**Data listing:**
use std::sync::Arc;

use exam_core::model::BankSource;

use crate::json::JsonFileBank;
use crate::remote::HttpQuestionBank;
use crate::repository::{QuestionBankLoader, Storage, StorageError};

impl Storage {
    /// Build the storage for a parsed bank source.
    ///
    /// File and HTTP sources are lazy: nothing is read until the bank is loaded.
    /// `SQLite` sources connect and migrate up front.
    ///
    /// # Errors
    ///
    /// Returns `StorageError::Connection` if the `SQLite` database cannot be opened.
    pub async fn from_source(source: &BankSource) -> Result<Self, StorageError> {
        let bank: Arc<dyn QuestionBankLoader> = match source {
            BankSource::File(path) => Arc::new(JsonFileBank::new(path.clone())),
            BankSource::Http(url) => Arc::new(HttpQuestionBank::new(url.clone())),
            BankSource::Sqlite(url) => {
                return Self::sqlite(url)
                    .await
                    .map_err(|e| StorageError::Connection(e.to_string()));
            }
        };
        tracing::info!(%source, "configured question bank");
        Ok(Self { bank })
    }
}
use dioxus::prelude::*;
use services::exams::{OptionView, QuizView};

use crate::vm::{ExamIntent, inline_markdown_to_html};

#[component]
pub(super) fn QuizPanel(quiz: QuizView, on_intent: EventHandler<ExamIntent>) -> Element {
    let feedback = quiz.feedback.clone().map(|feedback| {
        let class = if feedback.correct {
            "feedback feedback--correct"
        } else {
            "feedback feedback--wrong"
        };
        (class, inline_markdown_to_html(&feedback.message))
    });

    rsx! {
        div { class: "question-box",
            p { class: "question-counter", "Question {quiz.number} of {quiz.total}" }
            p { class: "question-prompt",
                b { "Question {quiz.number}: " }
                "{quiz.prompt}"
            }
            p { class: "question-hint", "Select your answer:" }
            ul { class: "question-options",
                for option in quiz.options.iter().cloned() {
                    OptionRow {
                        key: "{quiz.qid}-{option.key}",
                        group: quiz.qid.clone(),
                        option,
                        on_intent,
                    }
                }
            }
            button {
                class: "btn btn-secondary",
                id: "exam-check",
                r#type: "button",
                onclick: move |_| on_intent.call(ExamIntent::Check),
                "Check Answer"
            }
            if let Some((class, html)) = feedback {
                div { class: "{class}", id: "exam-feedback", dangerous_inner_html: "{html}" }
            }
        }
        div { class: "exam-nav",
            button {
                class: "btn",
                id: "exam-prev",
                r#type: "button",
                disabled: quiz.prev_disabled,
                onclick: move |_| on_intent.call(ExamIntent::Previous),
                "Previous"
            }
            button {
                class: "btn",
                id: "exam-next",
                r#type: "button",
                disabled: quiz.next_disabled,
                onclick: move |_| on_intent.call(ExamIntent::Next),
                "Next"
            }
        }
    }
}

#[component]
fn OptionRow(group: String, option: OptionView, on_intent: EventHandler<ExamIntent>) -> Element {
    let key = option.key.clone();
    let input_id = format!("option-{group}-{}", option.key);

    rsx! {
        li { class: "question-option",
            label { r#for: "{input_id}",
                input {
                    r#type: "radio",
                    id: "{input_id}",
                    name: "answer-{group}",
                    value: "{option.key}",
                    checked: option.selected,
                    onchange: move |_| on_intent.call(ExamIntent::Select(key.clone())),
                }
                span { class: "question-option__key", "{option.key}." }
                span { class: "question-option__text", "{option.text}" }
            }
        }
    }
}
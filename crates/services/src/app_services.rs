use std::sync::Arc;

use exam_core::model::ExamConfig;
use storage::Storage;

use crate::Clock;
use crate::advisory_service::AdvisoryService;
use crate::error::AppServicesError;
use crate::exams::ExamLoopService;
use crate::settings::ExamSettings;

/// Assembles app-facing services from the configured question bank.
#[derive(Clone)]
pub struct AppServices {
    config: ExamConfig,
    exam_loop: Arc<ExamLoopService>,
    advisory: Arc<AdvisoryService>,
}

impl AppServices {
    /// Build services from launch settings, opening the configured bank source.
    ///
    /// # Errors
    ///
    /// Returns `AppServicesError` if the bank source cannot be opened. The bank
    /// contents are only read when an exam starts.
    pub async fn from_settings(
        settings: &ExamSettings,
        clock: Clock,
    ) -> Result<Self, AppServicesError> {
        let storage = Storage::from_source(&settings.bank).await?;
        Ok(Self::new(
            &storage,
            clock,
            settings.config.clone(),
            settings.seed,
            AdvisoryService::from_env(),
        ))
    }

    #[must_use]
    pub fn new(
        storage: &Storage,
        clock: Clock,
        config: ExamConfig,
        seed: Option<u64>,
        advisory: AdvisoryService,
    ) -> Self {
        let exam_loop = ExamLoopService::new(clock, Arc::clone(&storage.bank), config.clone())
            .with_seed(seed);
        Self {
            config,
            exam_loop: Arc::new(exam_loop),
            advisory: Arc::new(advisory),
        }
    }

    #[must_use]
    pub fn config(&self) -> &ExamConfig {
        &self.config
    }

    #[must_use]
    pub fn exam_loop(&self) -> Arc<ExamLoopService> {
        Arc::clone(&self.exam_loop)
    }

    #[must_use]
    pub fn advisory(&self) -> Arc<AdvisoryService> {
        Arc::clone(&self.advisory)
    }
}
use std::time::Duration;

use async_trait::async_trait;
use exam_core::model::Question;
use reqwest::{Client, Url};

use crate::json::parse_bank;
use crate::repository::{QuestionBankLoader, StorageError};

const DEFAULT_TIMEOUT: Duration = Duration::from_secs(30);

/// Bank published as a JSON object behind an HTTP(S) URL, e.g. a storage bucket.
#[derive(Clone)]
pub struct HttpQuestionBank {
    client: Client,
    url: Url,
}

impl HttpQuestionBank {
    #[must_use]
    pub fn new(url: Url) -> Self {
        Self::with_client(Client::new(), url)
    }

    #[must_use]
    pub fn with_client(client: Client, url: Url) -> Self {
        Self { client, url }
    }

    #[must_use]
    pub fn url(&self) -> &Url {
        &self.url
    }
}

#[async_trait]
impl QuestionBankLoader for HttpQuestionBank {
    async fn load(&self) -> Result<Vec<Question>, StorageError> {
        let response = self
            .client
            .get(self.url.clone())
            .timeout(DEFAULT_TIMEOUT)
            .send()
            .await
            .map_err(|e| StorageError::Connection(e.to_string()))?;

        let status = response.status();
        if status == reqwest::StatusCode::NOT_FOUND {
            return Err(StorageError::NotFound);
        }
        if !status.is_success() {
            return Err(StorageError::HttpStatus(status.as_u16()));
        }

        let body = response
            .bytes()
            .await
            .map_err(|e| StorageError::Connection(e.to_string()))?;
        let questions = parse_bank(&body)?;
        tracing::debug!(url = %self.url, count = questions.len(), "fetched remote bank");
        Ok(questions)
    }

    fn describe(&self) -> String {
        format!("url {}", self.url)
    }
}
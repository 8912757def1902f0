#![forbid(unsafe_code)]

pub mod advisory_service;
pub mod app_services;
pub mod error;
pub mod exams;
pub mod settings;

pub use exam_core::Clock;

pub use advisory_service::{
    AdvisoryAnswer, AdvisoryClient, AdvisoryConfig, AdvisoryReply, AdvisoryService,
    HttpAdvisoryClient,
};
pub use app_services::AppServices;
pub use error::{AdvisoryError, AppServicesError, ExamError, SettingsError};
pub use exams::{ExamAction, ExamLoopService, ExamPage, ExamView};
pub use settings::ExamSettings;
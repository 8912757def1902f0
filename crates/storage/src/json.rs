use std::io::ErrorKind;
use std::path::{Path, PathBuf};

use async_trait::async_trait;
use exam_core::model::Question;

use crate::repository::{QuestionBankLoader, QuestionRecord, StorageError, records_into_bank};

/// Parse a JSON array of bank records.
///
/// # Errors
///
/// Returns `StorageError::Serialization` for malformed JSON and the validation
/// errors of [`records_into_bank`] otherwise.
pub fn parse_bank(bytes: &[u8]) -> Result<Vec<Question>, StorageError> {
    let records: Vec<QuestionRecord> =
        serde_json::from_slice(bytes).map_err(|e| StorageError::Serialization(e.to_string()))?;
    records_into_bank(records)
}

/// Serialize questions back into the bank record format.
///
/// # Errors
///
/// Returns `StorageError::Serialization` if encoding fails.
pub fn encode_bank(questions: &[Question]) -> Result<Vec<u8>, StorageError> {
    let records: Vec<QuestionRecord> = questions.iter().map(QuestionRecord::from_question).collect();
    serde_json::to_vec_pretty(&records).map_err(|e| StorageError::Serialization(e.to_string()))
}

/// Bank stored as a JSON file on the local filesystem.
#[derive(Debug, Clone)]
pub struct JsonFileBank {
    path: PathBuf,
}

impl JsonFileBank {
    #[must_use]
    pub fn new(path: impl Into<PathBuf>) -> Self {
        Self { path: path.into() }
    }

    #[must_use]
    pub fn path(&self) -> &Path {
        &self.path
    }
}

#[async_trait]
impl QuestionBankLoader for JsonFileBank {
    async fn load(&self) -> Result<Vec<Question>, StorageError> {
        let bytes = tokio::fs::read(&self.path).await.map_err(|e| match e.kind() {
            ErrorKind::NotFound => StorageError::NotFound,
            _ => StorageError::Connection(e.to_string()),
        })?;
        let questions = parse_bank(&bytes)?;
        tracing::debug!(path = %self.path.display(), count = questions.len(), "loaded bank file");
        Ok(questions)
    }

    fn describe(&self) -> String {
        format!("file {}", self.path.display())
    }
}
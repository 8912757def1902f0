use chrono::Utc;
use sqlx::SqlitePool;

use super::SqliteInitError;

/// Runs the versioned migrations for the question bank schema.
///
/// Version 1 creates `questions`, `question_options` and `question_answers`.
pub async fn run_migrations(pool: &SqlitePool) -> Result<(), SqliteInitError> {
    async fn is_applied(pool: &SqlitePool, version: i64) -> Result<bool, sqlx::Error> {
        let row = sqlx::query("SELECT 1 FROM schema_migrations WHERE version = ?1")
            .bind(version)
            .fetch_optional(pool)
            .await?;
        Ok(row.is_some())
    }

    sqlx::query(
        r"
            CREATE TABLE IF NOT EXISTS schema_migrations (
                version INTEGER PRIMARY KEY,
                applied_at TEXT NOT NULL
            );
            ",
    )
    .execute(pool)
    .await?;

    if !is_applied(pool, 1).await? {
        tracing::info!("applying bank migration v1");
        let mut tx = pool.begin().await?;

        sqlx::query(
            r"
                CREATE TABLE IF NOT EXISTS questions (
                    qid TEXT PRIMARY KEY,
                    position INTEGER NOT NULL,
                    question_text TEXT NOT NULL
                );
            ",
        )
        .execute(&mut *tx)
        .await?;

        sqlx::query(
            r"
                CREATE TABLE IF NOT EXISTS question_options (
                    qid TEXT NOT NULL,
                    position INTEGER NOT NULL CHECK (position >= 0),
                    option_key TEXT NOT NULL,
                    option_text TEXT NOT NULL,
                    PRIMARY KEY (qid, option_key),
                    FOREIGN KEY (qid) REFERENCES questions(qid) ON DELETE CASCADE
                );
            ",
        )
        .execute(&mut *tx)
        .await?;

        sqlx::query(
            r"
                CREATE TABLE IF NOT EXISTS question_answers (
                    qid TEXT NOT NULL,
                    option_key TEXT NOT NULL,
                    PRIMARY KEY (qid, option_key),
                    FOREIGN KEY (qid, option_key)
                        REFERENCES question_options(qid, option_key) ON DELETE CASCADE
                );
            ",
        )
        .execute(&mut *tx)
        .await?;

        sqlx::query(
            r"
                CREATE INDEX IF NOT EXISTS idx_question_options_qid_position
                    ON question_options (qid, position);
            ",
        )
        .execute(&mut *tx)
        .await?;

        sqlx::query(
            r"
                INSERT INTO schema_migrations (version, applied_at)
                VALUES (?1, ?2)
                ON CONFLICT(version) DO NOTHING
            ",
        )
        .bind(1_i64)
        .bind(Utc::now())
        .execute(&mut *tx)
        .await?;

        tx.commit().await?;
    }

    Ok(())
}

**What the task requires:** Scan the entries above for the line containing "if !is_applied(pool, 1).await?", and copy it and all lines after it exactly, down to and including the line containing "qid TEXT PRIMARY".

**Solution to the problem:**
    if !is_applied(pool, 1).await? {
        tracing::info!("applying bank migration v1");
        let mut tx = pool.begin().await?;

        sqlx::query(
            r"
                CREATE TABLE IF NOT EXISTS questions (
                    qid TEXT PRIMARY KEY,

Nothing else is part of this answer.